By the late Middle Ages, the economy had “modernized.” The workers now earned coin instead of supper, which meant they worked faster. And when you’re getting paid by the window, artistry takes a backseat to efficiency. Thus, the glass pieces grew larger, the details coarser. It’s the eternal moral of Western civilization: once money enters the chat, art starts wearing cheaper shoes.
And here’s a cheerful thought for you. That radiant cobalt-blue glass you admire in cathedrals? It was made with cobalt oxide, highly toxic stuff. Those artisans literally died for our aesthetic pleasure. So next time you stand in a nave bathed in blue light, feel free to whisper a thank-you to the anonymous craftsman who gave his lungs so your Instagram feed could sparkle. Even the atheists owe him that.
Now, Spain takes its stained glass seriously, especially in León. The Cathedral of León is often ranked among the three greatest in the country, and rightly so. Its windows are an explosion of color and light, French Gothic in style, echoing Notre Dame de Paris, though on a more human scale. The other two contenders, in my humble and entirely correct opinion, would be the Cathedral of Seville, the largest Gothic cathedral in the world, and the still-unfinished Sagrada Família in Barcelona, Antoni Gaudí’s fever dream of stone, geometry, and divine albeit gaudy obsession.
And then there are the relics. Holy relics are an entire religion within a religion, body parts of saints, scraps of cloth, wood that allegedly once floated near something biblical. I’ve seen more holy kneecaps, jawbones, and foreskins than I can count, and I don’t say that lightly. Spain, however, is where the relic game reaches championship level.

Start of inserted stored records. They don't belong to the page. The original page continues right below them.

use std::cell::RefCell;
use std::collections::HashMap;
use std::rc::Rc;

use futures_util::future::LocalBoxFuture;
use futures_util::FutureExt;

use super::PlayerError;
use crate::site::ControlLabels;

/// An audio source addressed by id. Mirrors the parts of `HTMLMediaElement` the controller uses.
pub trait Playable {
    /// Request playback. Resolves once the platform accepted or rejected the request.
    fn start(&self) -> LocalBoxFuture<'static, Result<(), String>>;
    fn pause(&self);
    fn is_playing(&self) -> bool;
    /// Move the playback position back to the beginning.
    fn rewind(&self);
}

/// A play button.
pub trait Control {
    fn set_label(&self, label: &str);
    /// Toggles the "playing" visual state.
    fn set_active(&self, active: bool);
}

/// A control and the id of the playable it names.
#[derive(Debug, Clone, PartialEq, Eq)]
pub struct Binding {
    pub control_id: String,
    pub playable_id: String,
}

/// The document the controller operates on. Lookups are by id so the controller never
/// keeps platform handles between events.
pub trait Environment {
    type Playable: Playable;
    type Control: Control;

    /// Every play control currently on the page.
    fn bindings(&self) -> Vec<Binding>;
    fn playable(&self, id: &str) -> Option<Self::Playable>;
    fn control(&self, id: &str) -> Option<Self::Control>;
}

/// Delivers page events to the controller and runs its async work.
pub trait EventSource {
    fn on_activate(&self, control_id: &str, handler: Box<dyn Fn()>);
    /// Fired when a playable reaches its end on its own.
    fn on_ended(&self, playable_id: &str, handler: Box<dyn Fn()>);
    /// Fired once when the page is about to be discarded.
    fn on_teardown(&self, handler: Box<dyn Fn()>);
    fn spawn(&self, task: LocalBoxFuture<'static, ()>);
}

/// What a control currently shows.
#[derive(Debug, Clone, Copy, PartialEq, Eq, Default)]
pub enum ControlState {
    #[default]
    Idle,
    Playing,
    Paused,
    Error,
}

impl ControlState {
    pub fn label(self, labels: &ControlLabels) -> &str {
        match self {
            ControlState::Idle => &labels.listen,
            ControlState::Playing => &labels.pause,
            ControlState::Paused => &labels.resume,
            ControlState::Error => &labels.error,
        }
    }
}

#[derive(Debug, Clone, PartialEq, Eq)]
pub struct Pair {
    pub playable_id: String,
    pub control_id: String,
}

/// Outcome of an activation that did not fail.
#[derive(Debug, Clone, Copy, PartialEq, Eq)]
pub enum Activation {
    Paused,
    Started,
    /// A newer activation arrived before this start resolved; its result was discarded.
    Superseded,
}

struct PendingStart {
    ticket: u64,
    pair: Pair,
}

#[derive(Default)]
struct Session {
    /// Most recently started pair. Stopping it does not empty the slot.
    current: Option<Pair>,
    pending: Option<PendingStart>,
    next_ticket: u64,
    /// playable id -> control that started it, used when the track ends on its own
    completions: HashMap<String, String>,
    states: HashMap<String, ControlState>,
}

impl Session {
    fn state_of(&self, control_id: &str) -> ControlState {
        self.states.get(control_id).copied().unwrap_or_default()
    }

    /// Whether a superseded start of `playable_id` may keep playing.
    fn still_claims(&self, playable_id: &str) -> bool {
        match &self.pending {
            Some(pending) => pending.pair.playable_id == playable_id,
            None => self.current.as_ref().is_some_and(|current| {
                current.playable_id == playable_id
                    && self.state_of(&current.control_id) == ControlState::Playing
            }),
        }
    }
}

/// Keeps at most one playable playing and every control's label in sync with it.
///
/// All session state lives in one `RefCell`; no borrow is held across the start `await`,
/// so activations arriving while a start is pending are handled normally. The newest
/// activation wins: older pending starts are stopped and their results discarded.
pub struct AudioPlayer<E: Environment> {
    env: E,
    labels: ControlLabels,
    bindings: Vec<Binding>,
    session: RefCell<Session>,
}

impl<E: Environment> AudioPlayer<E> {
    pub fn new(env: E, labels: ControlLabels) -> Self {
        let bindings = env.bindings();
        tracing::debug!(controls = bindings.len(), "audio player bound to page controls");
        Self {
            env,
            labels,
            bindings,
            session: RefCell::new(Session::default()),
        }
    }

    pub fn current(&self) -> Option<Pair> {
        self.session.borrow().current.clone()
    }

    pub fn state_of(&self, control_id: &str) -> ControlState {
        self.session.borrow().state_of(control_id)
    }

    /// Toggle the playable bound to `control_id`: pause it if it is the one playing,
    /// otherwise stop whatever else is current and start it.
    pub async fn handle_activation(&self, control_id: &str) -> Result<Activation, PlayerError> {
        let (pair, playable, control) = self
            .resolve(control_id)
            .inspect_err(|err| tracing::error!("{err}"))?;

        let (current, pending) = {
            let session = self.session.borrow();
            (
                session.current.clone(),
                session.pending.as_ref().map(|pending| pending.pair.clone()),
            )
        };

        if let Some(current) = current
            .as_ref()
            .filter(|current| current.playable_id == pair.playable_id)
        {
            // `is_playing` is already true while a resume is pending; pausing aborts it.
            if playable.is_playing() {
                {
                    let mut session = self.session.borrow_mut();
                    if session
                        .pending
                        .as_ref()
                        .is_some_and(|pending| pending.pair.playable_id == pair.playable_id)
                    {
                        session.pending = None;
                    }
                }
                playable.pause();
                if current.control_id != pair.control_id {
                    self.present(&current.control_id, ControlState::Idle);
                }
                self.present_to(&control, &pair.control_id, ControlState::Paused);
                return Ok(Activation::Paused);
            }
        }

        for other in [current, pending].into_iter().flatten() {
            if other.playable_id != pair.playable_id {
                self.stop(&other);
            }
        }

        self.play(pair, playable, control).await
    }

    /// Start `playable` and claim the current slot once the platform accepts.
    pub async fn play(
        &self,
        pair: Pair,
        playable: E::Playable,
        control: E::Control,
    ) -> Result<Activation, PlayerError> {
        let ticket = {
            let mut session = self.session.borrow_mut();
            session.next_ticket += 1;
            let ticket = session.next_ticket;
            session.pending = Some(PendingStart {
                ticket,
                pair: pair.clone(),
            });
            ticket
        };

        let outcome = playable.start().await;

        let is_latest = {
            let mut session = self.session.borrow_mut();
            let latest = session
                .pending
                .as_ref()
                .is_some_and(|pending| pending.ticket == ticket);
            if latest {
                session.pending = None;
            }
            latest
        };

        if !is_latest {
            if outcome.is_ok() && !self.session.borrow().still_claims(&pair.playable_id) {
                playable.pause();
                playable.rewind();
            }
            tracing::debug!(playable = %pair.playable_id, "discarding superseded start");
            return Ok(Activation::Superseded);
        }

        match outcome {
            Ok(()) => {
                {
                    let mut session = self.session.borrow_mut();
                    session
                        .completions
                        .insert(pair.playable_id.clone(), pair.control_id.clone());
                    session.current = Some(pair.clone());
                }
                let siblings = self.bindings.iter().filter(|binding| {
                    binding.playable_id == pair.playable_id && binding.control_id != pair.control_id
                });
                for sibling in siblings {
                    if self.state_of(&sibling.control_id) != ControlState::Idle {
                        self.present(&sibling.control_id, ControlState::Idle);
                    }
                }
                self.present_to(&control, &pair.control_id, ControlState::Playing);
                tracing::info!(playable = %pair.playable_id, "playback started");
                Ok(Activation::Started)
            }
            Err(reason) => {
                self.present_to(&control, &pair.control_id, ControlState::Error);
                let err = PlayerError::PlaybackStartFailed {
                    playable: pair.playable_id,
                    reason,
                };
                tracing::error!("{err}");
                Err(err)
            }
        }
    }

    /// Pause without touching the position. The pair stays current.
    pub fn pause(&self, pair: &Pair) {
        if let Some(playable) = self.env.playable(&pair.playable_id) {
            playable.pause();
        }
        self.present(&pair.control_id, ControlState::Paused);
    }

    /// Pause and rewind; the control goes back to its initial label.
    pub fn stop(&self, pair: &Pair) {
        if let Some(playable) = self.env.playable(&pair.playable_id) {
            playable.pause();
            playable.rewind();
        }
        self.present(&pair.control_id, ControlState::Idle);
    }

    /// A playable finished on its own. Same transition as [`Self::stop`] on the control
    /// that last started it; ignored for playables that never started.
    pub fn handle_natural_end(&self, playable_id: &str) {
        let control_id = self.session.borrow().completions.get(playable_id).cloned();
        if let Some(control_id) = control_id {
            self.stop(&Pair {
                playable_id: playable_id.to_string(),
                control_id,
            });
        }
    }

    pub fn stop_all_on_teardown(&self) {
        let current = self.current();
        if let Some(current) = current {
            tracing::debug!(playable = %current.playable_id, "stopping playback before unload");
            self.stop(&current);
        }
    }

    fn resolve(&self, control_id: &str) -> Result<(Pair, E::Playable, E::Control), PlayerError> {
        let unknown = || PlayerError::UnknownControl {
            control: control_id.to_string(),
        };
        let binding = self
            .bindings
            .iter()
            .find(|binding| binding.control_id == control_id)
            .ok_or_else(unknown)?;
        let playable =
            self.env
                .playable(&binding.playable_id)
                .ok_or_else(|| PlayerError::BindingNotFound {
                    control: control_id.to_string(),
                    playable: binding.playable_id.clone(),
                })?;
        let control = self.env.control(control_id).ok_or_else(unknown)?;
        let pair = Pair {
            playable_id: binding.playable_id.clone(),
            control_id: control_id.to_string(),
        };
        Ok((pair, playable, control))
    }

    fn present(&self, control_id: &str, state: ControlState) {
        match self.env.control(control_id) {
            Some(control) => self.present_to(&control, control_id, state),
            None => tracing::warn!(control = control_id, "play control is no longer on the page"),
        }
    }

    fn present_to(&self, control: &E::Control, control_id: &str, state: ControlState) {
        control.set_label(state.label(&self.labels));
        control.set_active(state == ControlState::Playing);
        self.session
            .borrow_mut()
            .states
            .insert(control_id.to_string(), state);
    }
}

impl<E: Environment + 'static> AudioPlayer<E> {
    /// Build the controller for the page and wire every control, every bound playable's
    /// end-of-track event and the unload hook to it.
    pub fn initialize<S>(env: E, labels: ControlLabels, events: S) -> Rc<Self>
    where
        S: EventSource + Clone + 'static,
    {
        let player = Rc::new(Self::new(env, labels));

        for binding in &player.bindings {
            let handler_player = Rc::clone(&player);
            let spawner = events.clone();
            let control_id = binding.control_id.clone();
            events.on_activate(
                &binding.control_id,
                Box::new(move || {
                    let player = Rc::clone(&handler_player);
                    let control_id = control_id.clone();
                    spawner.spawn(
                        async move {
                            // already logged by the controller
                            let _ = player.handle_activation(&control_id).await;
                        }
                        .boxed_local(),
                    );
                }),
            );
        }

        let mut playables: Vec<String> = player
            .bindings
            .iter()
            .map(|binding| binding.playable_id.clone())
            .collect();
        playables.sort_unstable();
        playables.dedup();
        for playable_id in playables {
            let handler_player = Rc::clone(&player);
            let ended_id = playable_id.clone();
            events.on_ended(
                &playable_id,
                Box::new(move || handler_player.handle_natural_end(&ended_id)),
            );
        }

        let teardown_player = Rc::clone(&player);
        events.on_teardown(Box::new(move || teardown_player.stop_all_on_teardown()));

        player
    }
}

Because of the 700-year Moorish occupation, from 711 A.D. until the Reconquista in 1492, the northern provinces of León, Oviedo, and Gijón became vaults of the sacred. As the Moors advanced northward, priests fled with their relics, bits of the True Cross, locks of the Virgin’s hair, an eyebrow of Saint Somebody, and hid them in these mountainous strongholds. Many never left. Oviedo in particular remains a kind of holy archive, filled with treasures too strange and too sacred for modern sensibilities.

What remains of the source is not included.